Feature | Cardiac PACS | September 11, 2015| Dave Fornell

Key Trends in Cardiovascular Information Systems

What to look for in a new cardiac PACS to leverage workflow efficiency and meet future Meaningful Use Stage 3 requirements

McKesson Cardiology, CVIS, cardiovascular information system, cardiac PACS

For any cardiology department looking to upgrade or replace its cardiovascular information system (CVIS), the main questions that should be asked are related to integration and interoperability. These are key to leveraging health information technology (IT) investments to achieve improved efficiency, help cut costs and accommodate increased patient volume.

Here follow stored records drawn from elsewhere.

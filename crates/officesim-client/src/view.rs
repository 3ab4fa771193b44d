//! Calendar view-model.
//!
//! [`CalendarView`] owns everything the calendar screen shows: the roster,
//! which coworkers are visible, the week's meetings and their layout, the
//! focus score, and the in-flight drag. Store snapshots are pulled in with
//! [`CalendarView::sync`]; every other method is a user action.

use std::collections::HashSet;

use officesim_logic::config::CalendarConfig;
use officesim_logic::constants::colors;
use officesim_logic::drag::{DragController, DropOutcome, Placement};
use officesim_logic::focus::{compute_focus, FocusReport};
use officesim_logic::layout::{build_week_layout, VisualMeeting};
use officesim_logic::meeting::{Attendee, Meeting};
use officesim_logic::roster::{build_employees, normalize_color, Employee, RosterEntry};
use officesim_logic::schedule::{generate_schedule, Schedule};
use officesim_logic::stored::{read_stored_schedule, StoredSchedule};
use officesim_logic::week::{schedule_seed, time_ticks, Week};
use thiserror::Error;

use crate::store::{CalendarStore, CompanySnapshot, PlanSubmission, StoreError, StoreEvent, SubscriptionId};

/// Coworkers shown by default when nothing is selected yet.
const DEFAULT_VISIBLE_COWORKERS: usize = 3;

pub const MSG_ALREADY_SUBMITTED: &str = "Already submitted for this week.";
pub const MSG_NO_WEEK: &str = "Unable to determine the current week. Please try again.";
pub const MSG_NO_COMPANY: &str = "No company selected.";
pub const MSG_SUBMITTED: &str = "Submitted your reschedule plan for scoring.";
pub const MSG_SUBMIT_FAILED: &str = "Failed to store focus points. Please try again.";

#[derive(Debug, Error)]
pub enum SubmitError {
    #[error("plan already submitted for this week")]
    Locked,
    #[error("current week is unknown")]
    NoWeek,
    #[error("no company selected")]
    NoCompany,
    #[error("store rejected the plan: {0}")]
    Store(#[from] StoreError),
}

/// User-facing status line. At most one of the two is non-empty.
#[derive(Debug, Clone, Default, PartialEq, Eq)]
pub struct Status {
    pub message: String,
    pub error: String,
}

impl Status {
    fn info(&mut self, message: impl Into<String>) {
        self.message = message.into();
        self.error.clear();
    }

    fn fail(&mut self, error: impl Into<String>) {
        self.error = error.into();
        self.message.clear();
    }

    fn clear(&mut self) {
        self.message.clear();
        self.error.clear();
    }
}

Enterprise-wide imaging and IT systems are the new focus of healthcare. This entails a movement away from disconnected departmental silos of data and images that traditionally have not been able to interoperate toward an integrated system based around a central core where all departments now share data into a unified electronic medical record (EMR). This is usually based on employment of a cloud or vendor-neutral archive (VNA) to house all the hospital and health system’s data in a central archive and uses a content management system to filter and keep track of the data. 

This centralized storage architecture does not mean clinical specialty and departmental IT systems are no longer needed. CVIS that enable unification of all cardiology department data reporting in one place will play a big role. These specialized systems offer clinically detailed reporting for the cath lab, hemodynamic data, ECG, cardiac imaging, echo reporting and electrophysiology that generic cardiac modules offered by EMR vendors cannot provide. 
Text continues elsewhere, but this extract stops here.